O sexto fator apontado pelos jovens entrevistados tem a ver com o emocional. Eles sentem que a igreja “é pouco amistosa em relação às pessoas que têm dúvidas”.
 
A pesquisa do Barna Group diz respeito à situação dos jovens ocidentais que residem em países industrializados.
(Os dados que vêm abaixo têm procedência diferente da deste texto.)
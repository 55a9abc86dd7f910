use anyhow::{Context, Result};
use argon2::{
    Algorithm, Argon2, Params, Version,
    password_hash::{PasswordHash, PasswordHasher, PasswordVerifier, SaltString, rand_core::OsRng},
};
use sea_orm::{
    ActiveModelTrait, ColumnTrait, ConnectionTrait, DatabaseConnection, DbErr, EntityTrait,
    QueryFilter, QueryOrder, Set, SqlErr, TransactionTrait,
};
use std::time::Duration;
use tokio::task;
use tracing::debug;

use super::token;
use crate::config::SecurityConfig;
use crate::db::StoreError;
use crate::entities::{accounts, auth_tokens, prelude::*};
use crate::models::account::{Account, AccountChanges, AuthToken, NewAccount, UniqueField};

/// Write transactions retried after losing a SQLite lock race.
const WRITE_ATTEMPTS: usize = 5;

pub struct AccountRepository {
    conn: DatabaseConnection,
    security: SecurityConfig,
}

impl AccountRepository {
    #[must_use]
    pub const fn new(conn: DatabaseConnection, security: SecurityConfig) -> Self {
        Self { conn, security }
    }

    pub async fn get_by_id(&self, id: i32) -> Result<Option<Account>> {
        let account = Accounts::find_by_id(id)
            .one(&self.conn)
            .await
            .context("Failed to query account by ID")?;

        Ok(account.map(Account::from))
    }

    pub async fn get_by_username(&self, username: &str) -> Result<Option<Account>> {
        let account = Accounts::find()
            .filter(accounts::Column::Username.eq(username))
            .one(&self.conn)
            .await
            .context("Failed to query account by username")?;

        Ok(account.map(Account::from))
    }

    pub async fn list(&self) -> Result<Vec<Account>> {
        let accounts = Accounts::find()
            .order_by_asc(accounts::Column::Id)
            .all(&self.conn)
            .await
            .context("Failed to list accounts")?;

        Ok(accounts.into_iter().map(Account::from).collect())
    }

    /// Whether `value` is already used by an account other than `exclude`.
    pub async fn is_taken(
        &self,
        field: UniqueField,
        value: &str,
        exclude: Option<i32>,
    ) -> Result<bool> {
        find_holder(&self.conn, field, value, exclude)
            .await
            .map(|holder| holder.is_some())
            .with_context(|| format!("Failed to check {field} uniqueness"))
    }

    pub async fn create(&self, new: NewAccount) -> Result<Account, StoreError> {
        let password_hash = self.hash_in_background(new.password.clone()).await?;
        let (account, _) = self.insert_with_retry(&new, &password_hash, false).await?;

        Ok(account)
    }

    /// Inserts the account and issues its token in one transaction.
    pub async fn create_with_token(
        &self,
        new: NewAccount,
    ) -> Result<(Account, AuthToken), StoreError> {
        let password_hash = self.hash_in_background(new.password.clone()).await?;
        let (account, token) = self.insert_with_retry(&new, &password_hash, true).await?;

        let token = token.ok_or_else(|| {
            StoreError::Internal(anyhow::anyhow!(
                "Token for account {} missing after registration",
                account.id
            ))
        })?;

        Ok((account, token))
    }

    async fn insert_with_retry(
        &self,
        new: &NewAccount,
        password_hash: &str,
        issue_token: bool,
    ) -> Result<(Account, Option<AuthToken>), StoreError> {
        let mut attempt = 1;
        loop {
            match self.insert_once(new, password_hash, issue_token).await {
                Err(err) if attempt < WRITE_ATTEMPTS && is_lock_conflict(&err) => {
                    debug!(attempt, username = %new.username, "Retrying account insert");
                    backoff(attempt).await;
                    attempt += 1;
                }
                result => return result,
            }
        }
    }

    async fn insert_once(
        &self,
        new: &NewAccount,
        password_hash: &str,
        issue_token: bool,
    ) -> Result<(Account, Option<AuthToken>), StoreError> {
        let txn = self.conn.begin().await?;
        let account = insert_account(&txn, new.clone(), password_hash.to_string()).await?;
        let token = if issue_token {
            Some(token::issue_or_get(&txn, account.id).await?)
        } else {
            None
        };
        txn.commit().await?;

        Ok((account.into(), token))
    }

    pub async fn update(&self, id: i32, changes: AccountChanges) -> Result<Account, StoreError> {
        let password_hash = match changes.password.clone() {
            Some(password) => Some(self.hash_in_background(password).await?),
            None => None,
        };

        let mut attempt = 1;
        loop {
            match self
                .update_once(id, changes.clone(), password_hash.clone())
                .await
            {
                Err(err) if attempt < WRITE_ATTEMPTS && is_lock_conflict(&err) => {
                    debug!(attempt, account_id = id, "Retrying account update");
                    backoff(attempt).await;
                    attempt += 1;
                }
                result => return result,
            }
        }
    }

    async fn update_once(
        &self,
        id: i32,
        changes: AccountChanges,
        password_hash: Option<String>,
    ) -> Result<Account, StoreError> {
        let txn = self.conn.begin().await?;

        let existing = Accounts::find_by_id(id)
            .one(&txn)
            .await?
            .ok_or(StoreError::NotFound(id))?;

        if let Some(username) = &changes.username {
            ensure_unique(&txn, UniqueField::Username, username, Some(id)).await?;
        }
        if let Some(email) = &changes.email {
            ensure_unique(&txn, UniqueField::Email, email, Some(id)).await?;
        }

        let mut active: accounts::ActiveModel = existing.into();
        if let Some(username) = changes.username {
            active.username = Set(username);
        }
        if let Some(email) = changes.email {
            active.email = Set(email);
        }
        if let Some(first_name) = changes.first_name {
            active.first_name = Set(first_name);
        }
        if let Some(last_name) = changes.last_name {
            active.last_name = Set(last_name);
        }
        if let Some(hash) = password_hash {
            active.password_hash = Set(hash);
        }
        if let Some(is_active) = changes.is_active {
            active.is_active = Set(is_active);
        }
        if let Some(is_staff) = changes.is_staff {
            active.is_staff = Set(is_staff);
        }
        active.updated_at = Set(chrono::Utc::now().to_rfc3339());

        let updated = active.update(&txn).await.map_err(map_unique_violation)?;
        txn.commit().await?;

        Ok(updated.into())
    }

    /// Removes the account together with its token.
    pub async fn delete(&self, id: i32) -> Result<(), StoreError> {
        let txn = self.conn.begin().await?;

        AuthTokens::delete_many()
            .filter(auth_tokens::Column::AccountId.eq(id))
            .exec(&txn)
            .await?;

        let result = Accounts::delete_by_id(id).exec(&txn).await?;
        if result.rows_affected == 0 {
            return Err(StoreError::NotFound(id));
        }

        txn.commit().await?;
        Ok(())
    }

    /// Returns the account when `password` matches its stored hash.
    ///
    /// Inactive accounts never verify.
    /// Note: This uses `spawn_blocking` because Argon2 hashing is CPU-intensive
    /// and would block the async runtime if run directly.
    pub async fn verify_password(&self, username: &str, password: &str) -> Result<Option<Account>> {
        let account = Accounts::find()
            .filter(accounts::Column::Username.eq(username))
            .one(&self.conn)
            .await
            .context("Failed to query account for password verification")?;

        // Unknown and inactive accounts still pay for one hash so response
        // time does not reveal which usernames exist.
        let Some(account) = account.filter(|a| a.is_active) else {
            debug!("Rejected login for unknown or inactive account");
            self.hash_in_background(password.to_string()).await?;
            return Ok(None);
        };

        let password_hash = account.password_hash.clone();
        let password = password.to_string();

        let is_valid = task::spawn_blocking(move || {
            let parsed_hash = PasswordHash::new(&password_hash)
                .map_err(|e| anyhow::anyhow!("Invalid password hash format: {e}"))?;

            Ok::<bool, anyhow::Error>(
                Argon2::default()
                    .verify_password(password.as_bytes(), &parsed_hash)
                    .is_ok(),
            )
        })
        .await
        .context("Password verification task panicked")??;

        Ok(is_valid.then(|| Account::from(account)))
    }

    async fn hash_in_background(&self, password: String) -> Result<String> {
        let config = self.security.clone();
        task::spawn_blocking(move || hash_password(&password, &config))
            .await
            .context("Password hashing task panicked")?
    }
}

async fn find_holder<C: ConnectionTrait>(
    conn: &C,
    field: UniqueField,
    value: &str,
    exclude: Option<i32>,
) -> Result<Option<accounts::Model>, DbErr> {
    let column = match field {
        UniqueField::Username => accounts::Column::Username,
        UniqueField::Email => accounts::Column::Email,
    };

    let mut query = Accounts::find().filter(column.eq(value));
    if let Some(id) = exclude {
        query = query.filter(accounts::Column::Id.ne(id));
    }

    query.one(conn).await
}

async fn ensure_unique<C: ConnectionTrait>(
    conn: &C,
    field: UniqueField,
    value: &str,
    exclude: Option<i32>,
) -> Result<(), StoreError> {
    if find_holder(conn, field, value, exclude).await?.is_some() {
        return Err(StoreError::Conflict(field));
    }
    Ok(())
}

async fn insert_account<C: ConnectionTrait>(
    conn: &C,
    new: NewAccount,
    password_hash: String,
) -> Result<accounts::Model, StoreError> {
    ensure_unique(conn, UniqueField::Username, &new.username, None).await?;
    ensure_unique(conn, UniqueField::Email, &new.email, None).await?;

    let now = chrono::Utc::now().to_rfc3339();

    accounts::ActiveModel {
        username: Set(new.username),
        email: Set(new.email),
        first_name: Set(new.first_name),
        last_name: Set(new.last_name),
        password_hash: Set(password_hash),
        is_active: Set(new.is_active),
        is_staff: Set(new.is_staff),
        date_joined: Set(now.clone()),
        updated_at: Set(now),
        ..Default::default()
    }
    .insert(conn)
    .await
    .map_err(map_unique_violation)
}

/// A concurrent writer can still win between the pre-check and the write;
/// the unique index has the final say.
fn map_unique_violation(err: DbErr) -> StoreError {
    match err.sql_err() {
        Some(SqlErr::UniqueConstraintViolation(message)) => {
            if message.contains("email") {
                StoreError::Conflict(UniqueField::Email)
            } else {
                StoreError::Conflict(UniqueField::Username)
            }
        }
        _ => StoreError::Database(err),
    }
}

/// SQLite refuses the second of two racing write transactions with
/// `SQLITE_BUSY` instead of blocking it.
fn is_lock_conflict(err: &StoreError) -> bool {
    match err {
        StoreError::Database(e) => {
            let message = e.to_string();
            message.contains("database is locked") || message.contains("database table is locked")
        }
        _ => false,
    }
}

async fn backoff(attempt: usize) {
    tokio::time::sleep(Duration::from_millis(20 * attempt as u64)).await;
}

/// Hash a password using Argon2id with the configured cost parameters.
pub fn hash_password(password: &str, config: &SecurityConfig) -> Result<String> {
    let salt = SaltString::generate(&mut OsRng);

    let params = Params::new(
        config.argon2_memory_cost_kib,
        config.argon2_time_cost,
        config.argon2_parallelism,
        None,
    )
    .map_err(|e| anyhow::anyhow!("Invalid Argon2 params: {e}"))?;
    let argon2 = Argon2::new(Algorithm::Argon2id, Version::V0x13, params);

    let hash = argon2
        .hash_password(password.as_bytes(), &salt)
        .map_err(|e| anyhow::anyhow!("Failed to hash password: {e}"))?;

    Ok(hash.to_string())
}

#[cfg(test)]
mod tests {
    use super::*;

    fn cheap_config() -> SecurityConfig {
        SecurityConfig {
            argon2_memory_cost_kib: 1024,
            argon2_time_cost: 1,
            argon2_parallelism: 1,
        }
    }

    #[test]
    fn test_hash_password_is_salted_phc_string() {
        let config = cheap_config();
        let first = hash_password("Str0ngPass!", &config).unwrap();
        let second = hash_password("Str0ngPass!", &config).unwrap();

        assert!(first.starts_with("$argon2id$"));
        assert_ne!(first, second);
        assert!(!first.contains("Str0ngPass!"));

        let parsed = PasswordHash::new(&first).unwrap();
        assert!(
            Argon2::default()
                .verify_password(b"Str0ngPass!", &parsed)
                .is_ok()
        );
        assert!(Argon2::default().verify_password(b"wrong", &parsed).is_err());
    }

    #[test]
    fn test_hash_password_rejects_bad_params() {
        let config = SecurityConfig {
            argon2_memory_cost_kib: 1,
            argon2_time_cost: 0,
            argon2_parallelism: 0,
        };
        assert!(hash_password("whatever", &config).is_err());
    }

    #[test]
    fn test_is_lock_conflict() {
        let locked = StoreError::Database(DbErr::Custom("database is locked".to_string()));
        assert!(is_lock_conflict(&locked));

        let other = StoreError::Database(DbErr::Custom("no such table: accounts".to_string()));
        assert!(!is_lock_conflict(&other));
        assert!(!is_lock_conflict(&StoreError::Conflict(UniqueField::Username)));
        assert!(!is_lock_conflict(&StoreError::NotFound(1)));
    }
}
No artigo que escreveu para o Valor, Kivitz aponta que nos países do Terceiro Mundo “a religião nunca saiu de moda.  Conceitos como modernidade e pós-modernidade passam longe dos dilemas de quem vive na pobreza e na miséria extrema”, afirma.
 
Os avanços da ciência, da técnica e da razão, apesar de significativos, não conseguiram promover um mundo melhor, de paz e de justiça, e nem conseguiram apontar caminhos para a felicidade e a realização existencial do ser humano. “O saldo da modernidade é o rompimento com as instituições sociais religiosas e o abandono da pessoa à sua própria consciência e à mercê de sua liberdade”, arrola Kivitz.
 
Por isso, agrega, as massas decepcionadas com a modernidade e suas promessas “voltam a correr para as categorias do sagrado, do transcendente do divino”. Para o teólogo brasileiro, “o atual retrato da fé permite a afirmação de que, se é verdade que as instituições religiosas estão abaladas, Deus continua vivo como sempre, e adorado – e idolatrado – como nunca”.